Freak Out! My Life with Frank Zappa is a 2011 book by British author Pauline Butcher, which is an account of the four years (1967–1971) she worked as the secretary to rock and roll musician Frank Zappa.

Butcher was a 21-year-old secretary whose firm sent her to type up the lyrics from Zappa’s second album, ‘Absolutely Free’, for the London free newspaper, International Times.  After arriving in California, Butcher first helped Zappa work on a book on politics, helped manage a group of female musicians Zappa founded, and managed the correspondence with his fans.

When, in 2008, Butcher began to write her memoir, she used as source material the detailed letters to her mother who had kept them in a shoe-box for 40 years. Her mother had stored a box full of letters Butcher wrote from California.

Reviewers asserted that Butcher brought a different perspective to the study of Zappa's work than other members of Zappa's entourage. A review in Critics at large described Butcher as a "a cultured and fashionable secretary out of Swinging London," and characterized her book as "a reverse of Pygmalion".  Jim Caligiuri, writing in the Austin Chronicle, concluded his review with "Offering deeply personal glimpses of Zappa, Butcher's coming-of-age story is so captivating and vividly told that many will be surprised to discover it's her first book."

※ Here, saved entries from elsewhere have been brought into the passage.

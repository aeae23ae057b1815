//! Adjustment pipeline with explicit stages.
//!
//! 1. **Index**: read the signatures table, build the barcode lookup
//! 2. **Discover**: enumerate per-cancer-type files in the status directory
//! 3. **Adjust**: annotate signatures, compare cohort modes, relabel, rewrite
//!    each file in place
//! 4. **Report**: optionally dump per-file outcomes as JSON

use std::path::Path;
use std::time::Instant;

use anyhow::{Context, Result};
use tracing::{debug, info, info_span, warn};

use hypermut_core::{
    AdjustOutcome, CorrectionStatus, ReclassifyOptions, SignatureIndex, reclassify_table,
};
use hypermut_ingest::{list_status_files, read_tsv_table, write_tsv_table};

use crate::types::{AdjustResult, FileSummary};

/// Inputs for one adjustment run.
pub struct AdjustConfig<'a> {
    pub status_dir: &'a Path,
    pub signatures_file: &'a Path,
    pub options: ReclassifyOptions,
    /// Compute outcomes without rewriting any file.
    pub dry_run: bool,
    /// Record per-file failures instead of aborting the run.
    pub keep_going: bool,
    /// Optional JSON report destination.
    pub report: Option<&'a Path>,
}

/// Runs the full adjustment over a status directory.
///
/// Files are processed sequentially in filename order; the only state shared
/// between them is the read-only signature index. Without `keep_going` the
/// first file error aborts the run, leaving earlier files already rewritten.
pub fn run_adjust(config: AdjustConfig<'_>) -> Result<AdjustResult> {
    let run_start = Instant::now();

    let signatures = load_signature_index(config.signatures_file)?;

    let files = list_status_files(config.status_dir).context("list status files")?;
    info!(
        status_dir = %config.status_dir.display(),
        file_count = files.len(),
        "discovered status files"
    );

    let mut summaries = Vec::new();
    let mut errors = Vec::new();
    for path in files {
        let file_name = path
            .file_name()
            .and_then(|name| name.to_str())
            .unwrap_or("unknown")
            .to_string();
        let span = info_span!("adjust_file", file = %file_name);
        let _guard = span.enter();
        let file_start = Instant::now();

        match adjust_file(&path, &signatures, config.options, config.dry_run) {
            Ok(outcome) => {
                debug!(
                    rows = outcome.rows,
                    hypermutated = outcome.hypermutated,
                    normal = outcome.normal,
                    reclassified = outcome.reclassified,
                    status = ?outcome.status,
                    duration_ms = file_start.elapsed().as_millis(),
                    "file processed"
                );
                summaries.push(FileSummary {
                    file: file_name,
                    path,
                    outcome: Some(outcome),
                    error: None,
                });
            }
            Err(error) if config.keep_going => {
                let chain = format!("{error:#}");
                warn!(error = %chain, "file skipped");
                errors.push(format!("{}: {chain}", path.display()));
                summaries.push(FileSummary {
                    file: file_name,
                    path,
                    outcome: None,
                    error: Some(chain),
                });
            }
            Err(error) => return Err(error),
        }
    }

    let corrected = summaries
        .iter()
        .filter_map(|summary| summary.outcome.as_ref())
        .filter(|outcome| outcome.status == CorrectionStatus::Corrected)
        .count();
    let reclassified: usize = summaries
        .iter()
        .filter_map(|summary| summary.outcome.as_ref())
        .map(|outcome| outcome.reclassified)
        .sum();
    info!(
        file_count = summaries.len(),
        corrected,
        reclassified,
        failed = errors.len(),
        duration_ms = run_start.elapsed().as_millis(),
        "adjustment complete"
    );

    let has_errors = !errors.is_empty();
    let result = AdjustResult {
        status_dir: config.status_dir.to_path_buf(),
        signature_count: signatures.len(),
        dry_run: config.dry_run,
        files: summaries,
        errors,
        has_errors,
    };

    if let Some(report_path) = config.report {
        write_report_json(report_path, &result)?;
        info!(report = %report_path.display(), "report written");
    }

    Ok(result)
}

/// Builds the shared barcode lookup from the signatures table.
fn load_signature_index(path: &Path) -> Result<SignatureIndex> {
    let span = info_span!("signature_index");
    let _guard = span.enter();
    let start = Instant::now();

    let table =
        read_tsv_table(path).with_context(|| format!("read signatures {}", path.display()))?;
    let index = SignatureIndex::from_table(&table)
        .with_context(|| format!("index signatures {}", path.display()))?;
    info!(
        signatures_file = %path.display(),
        rows = table.rows.len(),
        indexed = index.len(),
        duration_ms = start.elapsed().as_millis(),
        "signature index built"
    );
    Ok(index)
}

/// Reads, corrects, and (unless `dry_run`) rewrites one file in place.
///
/// The file is rewritten even when no row changed, so every processed file
/// carries the `dominantSignature` annotation column afterward.
fn adjust_file(
    path: &Path,
    signatures: &SignatureIndex,
    options: ReclassifyOptions,
    dry_run: bool,
) -> Result<AdjustOutcome> {
    let mut table = read_tsv_table(path).with_context(|| format!("read {}", path.display()))?;
    let outcome = reclassify_table(&mut table, signatures, options)
        .with_context(|| format!("reclassify {}", path.display()))?;
    if !dry_run {
        write_tsv_table(path, &table).with_context(|| format!("write {}", path.display()))?;
    }
    Ok(outcome)
}

fn write_report_json(path: &Path, result: &AdjustResult) -> Result<()> {
    let json = serde_json::to_string_pretty(result).context("serialize report")?;
    std::fs::write(path, json).with_context(|| format!("write report {}", path.display()))?;
    Ok(())
}
// build.rs

use clap::{Arg, ArgAction, Command};
use clap_mangen::Man;
use std::env;
use std::fs;
use std::path::PathBuf;

fn batch_args(cmd: Command, what: &'static str, help: &'static str) -> Command {
    cmd.arg(Arg::new(what).num_args(0..).help(help)).arg(
        Arg::new("from_file")
            .long("from-file")
            .value_name("FILE")
            .help("Read targets from a list file"),
    )
}

fn build_cli() -> Command {
    Command::new("runepkg")
        .version(env!("CARGO_PKG_VERSION"))
        .author("runepkg Contributors")
        .about("Minimal Debian-style package manager")
        .subcommand_required(false)
        .arg(
            Arg::new("verbose")
                .short('v')
                .long("verbose")
                .global(true)
                .action(ArgAction::SetTrue)
                .help("Show debug output"),
        )
        .arg(
            Arg::new("config")
                .long("config")
                .global(true)
                .value_name("PATH")
                .help("Config file to use instead of searching the default locations"),
        )
        .subcommand(
            batch_args(
                Command::new("install").about("Install .deb packages"),
                "targets",
                "Archive paths or name prefixes (\"-\" reads targets from stdin)",
            )
            .arg(
                Arg::new("force")
                    .short('f')
                    .long("force")
                    .action(ArgAction::SetTrue)
                    .help("Reinstall or upgrade, and install despite unsatisfied dependencies"),
            ),
        )
        .subcommand(batch_args(
            Command::new("remove").about("Remove installed packages"),
            "packages",
            "Package names or name-version identifiers (\"-\" reads stdin)",
        ))
        .subcommand(
            Command::new("list").about("List installed packages").arg(
                Arg::new("json")
                    .long("json")
                    .action(ArgAction::SetTrue)
                    .help("Print JSON instead of text"),
            ),
        )
        .subcommand(
            Command::new("status")
                .about("Show details of an installed package")
                .arg(Arg::new("package").required(true).help("Package name or identifier"))
                .arg(
                    Arg::new("json")
                        .long("json")
                        .action(ArgAction::SetTrue)
                        .help("Print JSON instead of text"),
                ),
        )
        .subcommand(
            Command::new("search")
                .about("Search installed packages by name")
                .arg(Arg::new("query").required(true).help("Substring to look for")),
        )
        .subcommand(Command::new("print-config").about("Print the loaded configuration"))
        .subcommand(
            Command::new("print-config-file")
                .about("Print the path of the configuration file in use"),
        )
        .subcommand(
            Command::new("completions")
                .about("Generate shell completion scripts")
                .arg(
                    Arg::new("shell")
                        .required(true)
                        .value_parser(["bash", "elvish", "fish", "powershell", "zsh"])
                        .help("Shell type"),
                ),
        )
}

fn main() {
    println!("cargo:rerun-if-changed=build.rs");

    // Create man directory
    let out_dir = PathBuf::from(env::var("CARGO_MANIFEST_DIR").unwrap());
    let man_dir = out_dir.join("man");
    fs::create_dir_all(&man_dir).expect("Failed to create man directory");

    let cmd = build_cli();
    let man = Man::new(cmd);
    let mut buffer = Vec::new();
    man.render(&mut buffer).expect("Failed to render man page");

    let man_path = man_dir.join("runepkg.1");
    fs::write(&man_path, buffer).expect("Failed to write man page");
}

According to Deborah Orr of The Guardian, the book "captures a particularly intense experience of a very brief, yet enormously influential, period in the evolution of western womanhood ... the interstitial time between sexual liberation and women's liberation".

The Telegraph published an excerpt from the book.

During an interview, in 2012, Butcher described taking the advice of a writing mentor, at the BBC, who had told her to "write something that no one else could write.". She had worked to develop a script for a series based on her time with Zappa, only to learn that the BBC had approved a documentary on Zappa, to be hosted by Germaine Greer.  When she was advised the BBC would not fund two Zappa projects, she decided to use her research in a book.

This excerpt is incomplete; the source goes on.